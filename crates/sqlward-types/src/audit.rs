//! Audit verdicts and the per-statement result aggregator.

use std::collections::HashSet;

use crate::i18n::I18nStr;
use crate::level::RuleLevel;

/// Message prefixes recognised as an existing severity tag.
///
/// `[osc]` is emitted by online-schema-change tooling and counts as already
/// tagged so rendering never double-prefixes it.
const LEVEL_TAGS: [&str; 5] = ["[error]", "[warn]", "[notice]", "[normal]", "[osc]"];

fn has_level_tag(message: &str) -> bool {
    LEVEL_TAGS.iter().any(|tag| message.starts_with(tag))
}

/// One rule's verdict for one statement.
#[derive(Debug, Clone, Default, PartialEq, Eq)]
pub struct AuditResult {
    level: RuleLevel,
    rule_name: String,
    message: I18nStr,
}

impl AuditResult {
    /// Creates a verdict. An empty `rule_name` marks an anonymous finding.
    #[must_use]
    pub fn new(level: RuleLevel, rule_name: impl Into<String>, message: I18nStr) -> Self {
        Self {
            level,
            rule_name: rule_name.into(),
            message,
        }
    }

    /// Returns the severity of this finding.
    #[must_use]
    pub const fn level(&self) -> RuleLevel {
        self.level
    }

    /// Returns the name of the rule that fired, empty for anonymous findings.
    #[must_use]
    pub fn rule_name(&self) -> &str {
        &self.rule_name
    }

    /// Returns the localised finding message.
    #[must_use]
    pub const fn message(&self) -> &I18nStr {
        &self.message
    }
}

/// All verdicts for one statement, kept sorted by descending severity.
///
/// Each rule contributes at most one finding: adding a result for a rule
/// name that already has one replaces it in place. Findings with an empty
/// level or an empty message are dropped, never appended.
#[derive(Debug, Clone, Default, PartialEq, Eq)]
pub struct AuditResults {
    results: Vec<AuditResult>,
}

impl AuditResults {
    /// Creates an empty collection.
    #[must_use]
    pub const fn new() -> Self {
        Self {
            results: Vec::new(),
        }
    }

    /// Builds a collection from pre-made verdicts, dropping empty ones and
    /// establishing the severity ordering.
    #[must_use]
    pub fn from_results(results: impl IntoIterator<Item = AuditResult>) -> Self {
        let mut rs = Self::new();
        for r in results {
            rs.add(r.level, r.rule_name, r.message);
        }
        rs
    }

    /// Records a finding.
    ///
    /// A `Null` level or empty message is silently dropped. A non-empty
    /// `rule_name` that already has a finding updates that finding instead
    /// of appending. The collection is re-sorted by descending level after
    /// every mutation; the sort is stable, so equal levels keep insertion
    /// order.
    pub fn add(&mut self, level: RuleLevel, rule_name: impl Into<String>, message: I18nStr) {
        if level == RuleLevel::Null || message.is_empty() {
            return;
        }
        let rule_name = rule_name.into();

        if !rule_name.is_empty()
            && let Some(existing) = self.results.iter_mut().find(|r| r.rule_name == rule_name)
        {
            existing.level = level;
            existing.message = message;
        } else {
            self.results.push(AuditResult {
                level,
                rule_name,
                message,
            });
        }
        self.results.sort_by(|a, b| b.level.cmp(&a.level));
    }

    /// Returns the highest level among the findings, `Null` when empty.
    #[must_use]
    pub fn level(&self) -> RuleLevel {
        self.results
            .iter()
            .map(AuditResult::level)
            .max()
            .unwrap_or(RuleLevel::Null)
    }

    /// Returns `true` when at least one finding was recorded.
    #[must_use]
    pub fn has_results(&self) -> bool {
        !self.results.is_empty()
    }

    /// Returns the findings in descending severity order.
    #[must_use]
    pub fn results(&self) -> &[AuditResult] {
        &self.results
    }

    /// Renders the findings as one `[level]`-tagged line per finding.
    ///
    /// Findings with the same default-language message and level are
    /// reported once. Messages that already carry a recognised tag are
    /// emitted unchanged, so re-rendering a rendered message never
    /// double-prefixes.
    #[must_use]
    pub fn render_message(&self) -> String {
        let mut seen = HashSet::new();
        let mut lines = Vec::with_capacity(self.results.len());
        for result in &self.results {
            let text = result.message.default_text();
            if !seen.insert(format!("{text}{}", result.level.as_str())) {
                continue;
            }
            if has_level_tag(text) {
                lines.push(text.to_owned());
            } else {
                lines.push(format!("[{}]{text}", result.level));
            }
        }
        lines.join("\n")
    }
}

#[cfg(test)]
mod tests {
    use rstest::rstest;

    use super::*;

    fn msg(text: &str) -> I18nStr {
        I18nStr::from_default(text)
    }

    #[rstest]
    fn empty_level_or_message_is_dropped() {
        let mut rs = AuditResults::new();
        rs.add(RuleLevel::Null, "rule_a", msg("dropped"));
        rs.add(RuleLevel::Warn, "rule_b", I18nStr::new());
        assert!(!rs.has_results());
        assert_eq!(rs.level(), RuleLevel::Null);
    }

    #[rstest]
    fn results_sort_descending_by_level() {
        let mut rs = AuditResults::new();
        rs.add(RuleLevel::Notice, "rule_a", msg("notice finding"));
        rs.add(RuleLevel::Error, "rule_b", msg("error finding"));
        rs.add(RuleLevel::Warn, "rule_c", msg("warn finding"));

        let levels: Vec<RuleLevel> = rs.results().iter().map(AuditResult::level).collect();
        assert_eq!(levels, vec![RuleLevel::Error, RuleLevel::Warn, RuleLevel::Notice]);
        assert_eq!(rs.level(), RuleLevel::Error);
    }

    #[rstest]
    fn equal_levels_keep_insertion_order() {
        let mut rs = AuditResults::new();
        rs.add(RuleLevel::Warn, "first", msg("first finding"));
        rs.add(RuleLevel::Warn, "second", msg("second finding"));

        let names: Vec<&str> = rs.results().iter().map(AuditResult::rule_name).collect();
        assert_eq!(names, vec!["first", "second"]);
    }

    #[rstest]
    fn named_rule_updates_in_place() {
        let mut rs = AuditResults::new();
        rs.add(RuleLevel::Warn, "rule_a", msg("old finding"));
        rs.add(RuleLevel::Error, "rule_a", msg("new finding"));

        assert_eq!(rs.results().len(), 1);
        let result = rs.results().first().expect("one result");
        assert_eq!(result.level(), RuleLevel::Error);
        assert_eq!(result.message().default_text(), "new finding");
    }

    #[rstest]
    fn anonymous_findings_accumulate() {
        let mut rs = AuditResults::new();
        rs.add(RuleLevel::Warn, "", msg("first"));
        rs.add(RuleLevel::Warn, "", msg("second"));
        assert_eq!(rs.results().len(), 2);
    }

    #[rstest]
    fn render_prefixes_untagged_messages() {
        let mut rs = AuditResults::new();
        rs.add(RuleLevel::Error, "rule_a", msg("select star is forbidden"));
        assert_eq!(rs.render_message(), "[error]select star is forbidden");
    }

    #[rstest]
    #[case("[error]already tagged")]
    #[case("[warn]already tagged")]
    #[case("[osc]online schema change hint")]
    fn render_is_idempotent_for_tagged_messages(#[case] tagged: &str) {
        let mut rs = AuditResults::new();
        rs.add(RuleLevel::Error, "rule_a", msg(tagged));
        assert_eq!(rs.render_message(), tagged);
    }

    #[rstest]
    fn render_deduplicates_identical_findings() {
        let mut rs = AuditResults::new();
        rs.add(RuleLevel::Warn, "", msg("same text"));
        rs.add(RuleLevel::Warn, "", msg("same text"));
        rs.add(RuleLevel::Error, "", msg("same text"));

        // Same text at a different level is a distinct line.
        assert_eq!(rs.render_message(), "[error]same text\n[warn]same text");
    }

    #[rstest]
    fn from_results_normalises() {
        let rs = AuditResults::from_results([
            AuditResult::new(RuleLevel::Notice, "a", msg("n")),
            AuditResult::new(RuleLevel::Null, "b", msg("dropped")),
            AuditResult::new(RuleLevel::Error, "c", msg("e")),
        ]);
        assert_eq!(rs.results().len(), 2);
        assert_eq!(rs.level(), RuleLevel::Error);
    }
}
//! Wire-level error types.

use std::io;

use thiserror::Error;

use crate::envelope::{CODE_UNKNOWN_SERVICE, CODE_UNKNOWN_SESSION};

/// Errors raised while talking to a plugin over its wire connection.
#[derive(Debug, Error)]
pub enum WireError {
    /// I/O error during read or write.
    #[error("I/O error: {0}")]
    Io(#[from] io::Error),

    /// A frame arrived without a Content-Length header.
    #[error("missing Content-Length header")]
    MissingContentLength,

    /// A frame header could not be parsed.
    #[error("invalid frame header")]
    InvalidHeader,

    /// A message could not be encoded or decoded.
    #[error("codec error: {0}")]
    Codec(#[from] serde_json::Error),

    /// The handshake exchange failed before any service call.
    #[error("handshake failed: {message}")]
    Handshake {
        /// Description of the mismatch.
        message: String,
    },

    /// The plugin answered a call with a failure.
    #[error("plugin returned error: {message} (code: {code})")]
    Remote {
        /// Protocol error code.
        code: i64,
        /// Error message from the plugin.
        message: String,
    },

    /// No response arrived within the call deadline.
    #[error("call timed out after {timeout_secs}s")]
    Timeout {
        /// The deadline that elapsed, in seconds.
        timeout_secs: u64,
    },

    /// The connection's reader is gone; the plugin process closed its end.
    #[error("connection closed by plugin")]
    ConnectionClosed,
}

impl WireError {
    /// Returns `true` when the failure says the addressed service does not
    /// exist on the plugin. V1 capability probing branches on this.
    #[must_use]
    pub const fn is_unknown_service(&self) -> bool {
        matches!(
            self,
            Self::Remote {
                code: CODE_UNKNOWN_SERVICE,
                ..
            }
        )
    }

    /// Returns `true` when the failure says the session id is not known to
    /// the plugin, e.g. after the plugin process was replaced.
    #[must_use]
    pub const fn is_unknown_session(&self) -> bool {
        matches!(
            self,
            Self::Remote {
                code: CODE_UNKNOWN_SESSION,
                ..
            }
        )
    }
}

+-------+

Try it: Print, exactly as written, the first line of the records above and each line after it until the line with "of this finding.", which is printed too.

Result:
filename crates/sqlward-types/src/audit.rs
//! Audit verdicts and the per-statement result aggregator.

use std::collections::HashSet;

use crate::i18n::I18nStr;
use crate::level::RuleLevel;

/// Message prefixes recognised as an existing severity tag.
///
/// `[osc]` is emitted by online-schema-change tooling and counts as already
/// tagged so rendering never double-prefixes it.
const LEVEL_TAGS: [&str; 5] = ["[error]", "[warn]", "[notice]", "[normal]", "[osc]"];

fn has_level_tag(message: &str) -> bool {
    LEVEL_TAGS.iter().any(|tag| message.starts_with(tag))
}

/// One rule's verdict for one statement.
#[derive(Debug, Clone, Default, PartialEq, Eq)]
pub struct AuditResult {
    level: RuleLevel,
    rule_name: String,
    message: I18nStr,
}

impl AuditResult {
    /// Creates a verdict. An empty `rule_name` marks an anonymous finding.
    #[must_use]
    pub fn new(level: RuleLevel, rule_name: impl Into<String>, message: I18nStr) -> Self {
        Self {
            level,
            rule_name: rule_name.into(),
            message,
        }
    }

    /// Returns the severity of this finding.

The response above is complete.